Student activist organizations were particularly engaged on Kent State’s campus. In the 1960s, two rose to prominence: Students for a Democratic Society (SDS) and Black United Students (BUS). SDS was founded nationally in 1961 and reached Kent State in 1968 to advocate against the Vietnam War and challenge university reform policies. BUS was founded on campus in 1968 after years of black student protest against policies of segregation and civil rights. Earlier in the 1960s, black students led a walk-out to challenge segregated housing on campus. These students were no strangers to a challenge, and 1968 represented a watermark moment for their movements.   

“When I first got here on this campus I joined the College Democrats and I thought they were kind of lame,” Canfora said. “So a month later [my roommate] Tom Grace and I joined the SDS and they were militant and they were radical.”

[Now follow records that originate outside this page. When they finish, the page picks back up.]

//! The UI description handed to renderers.

use schemaform_types::{FieldSchema, FieldType, FieldValue};

/// Text of the empty entry a dropdown shows until an option is chosen.
pub const DEFAULT_DROPDOWN_PLACEHOLDER: &str = "Select...";

/// Everything a renderer needs to draw the form in its current state.
#[derive(Debug, Clone, PartialEq)]
pub struct FormView {
    /// Optional heading.
    pub title: Option<String>,

    /// Text of the submit button.
    pub submit_label: String,

    /// The currently visible fields, in declaration order.
    pub fields: Vec<FieldView>,
}

impl FormView {
    /// Find a visible field by name.
    pub fn field(&self, name: &str) -> Option<&FieldView> {
        self.fields.iter().find(|f| f.name == name)
    }
}

/// One labeled control bound to a value and an error message.
#[derive(Debug, Clone, PartialEq)]
pub struct FieldView {
    pub name: String,
    pub label: String,
    pub required: bool,
    pub control: Control,
    pub value: Option<FieldValue>,
    pub error: Option<String>,
    pub placeholder: Option<String>,
    pub readonly: bool,
    pub disabled: bool,
}

/// The kind of control to draw. One per field type.
#[derive(Debug, Clone, PartialEq)]
pub enum Control {
    /// Single-line text input.
    TextInput,

    /// Multi-line text input.
    TextArea,

    /// Date picker.
    DatePicker,

    /// Single-choice selector. Nothing is preselected; `placeholder` is the
    /// empty entry shown until the user chooses.
    Dropdown {
        options: Vec<String>,
        placeholder: String,
    },

    /// Multi-choice selector.
    MultiSelect { options: Vec<String> },

    /// Boolean toggle.
    Checkbox,
}

impl Control {
    /// The control for a field.
    pub fn for_field(field: &FieldSchema) -> Self {
        match field.kind {
            FieldType::Text => Self::TextInput,
            FieldType::Textarea => Self::TextArea,
            FieldType::Date => Self::DatePicker,
            FieldType::Dropdown => Self::Dropdown {
                options: field.options.clone(),
                placeholder: field
                    .placeholder
                    .clone()
                    .unwrap_or_else(|| DEFAULT_DROPDOWN_PLACEHOLDER.to_string()),
            },
            FieldType::Multiselect => Self::MultiSelect {
                options: field.options.clone(),
            },
            FieldType::Checkbox => Self::Checkbox,
        }
    }
}
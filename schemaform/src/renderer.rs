use crate::FormView;

/// Trait for rendering targets that draw a form.
///
/// Renderers receive a `FormView` (the visible fields with their values and
/// errors) and produce whatever their toolkit needs. Interaction events flow
/// back through `FormEngine::set_value`, `FormEngine::blur` and
/// `FormEngine::submit`.
pub trait FormRenderer {
    /// What the renderer produces (markup, a widget tree, ...).
    type Output;

    /// The error type for this renderer.
    type Error: Into<anyhow::Error>;

    /// Render the form in its current state.
    fn render(&self, view: &FormView) -> Result<Self::Output, Self::Error>;
}
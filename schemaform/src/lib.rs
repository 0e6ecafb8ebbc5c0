//! # schemaform
//!
//! Render and validate forms from declarative schemas. Renderer-agnostic.
//!
//! A [`FormSchema`] lists fields with a type, a label, validation rules and
//! visibility conditions. A [`FormEngine`] owns the values and errors of one
//! schema at a time, answers which fields are visible, produces a [`FormView`]
//! for a renderer, and validates on blur, on change (once touched) and on submit.
//!
//! ## Usage
//!
//! ```rust
//! use schemaform::{FieldSchema, FieldType, FormEngine, FormSchema};
//!
//! let schema = FormSchema::new(vec![
//!     FieldSchema::new("fullName", "Full Name", FieldType::Text).required(),
//!     FieldSchema::new("subscribe", "Subscribe to newsletter", FieldType::Checkbox),
//! ])
//! .with_title("User Registration");
//!
//! let mut engine = FormEngine::new(schema);
//!
//! let errors = engine.submit().unwrap_err();
//! assert_eq!(errors.message("fullName").as_deref(), Some("Full Name is required"));
//!
//! engine.set_value("fullName", "Jane Doe").unwrap();
//! let values = engine.submit().unwrap();
//! assert_eq!(values.get_text("fullName").unwrap(), "Jane Doe");
//! ```
//!
//! ## Renderers
//!
//! Renderers implement [`FormRenderer`] and turn a [`FormView`] into output:
//! - `schemaform-html` - HTML form fragments and documents

// Re-export all types from schemaform-types
pub use schemaform_types::*;

mod engine;
pub use engine::{EngineError, FieldStatus, FormEngine};

mod renderer;
pub use renderer::FormRenderer;

mod validation;
pub use validation::FieldRules;

mod view;
pub use view::{Control, DEFAULT_DROPDOWN_PLACEHOLDER, FieldView, FormView};

mod visibility;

The 12 months of 1968 are a cornerstone of American history, especially in the Midwest and Ohio rust-belt. The levels of political discussion and activism had accelerated quickly.

“The difference between when I started in 1965 and the change over the years, particularly in ‘67 and ‘68 was tremendous,” said JoAnn Bohr, a 1969 graduate of Kent State. “When I started, I had to wear skirts and nylons to class, and by 1967 it was hip-huggers. Life had changed so quickly in so few years. It was amazing.”

Amongst the excitement of the 1968 Democratic Convention, Richard Nixon visited Akron, Ohio, and his opponent Hubert Humphrey visited Kent State. But above all, the Vietnam War was rapidly emerging as the largest point of national discussion, division and dissent. As Americans learned more about the war, they became more opposed to it. The nation’s draft that challenged the futures of young men on college campuses including Kent State became the most polarizing topic of debate surrounding the war.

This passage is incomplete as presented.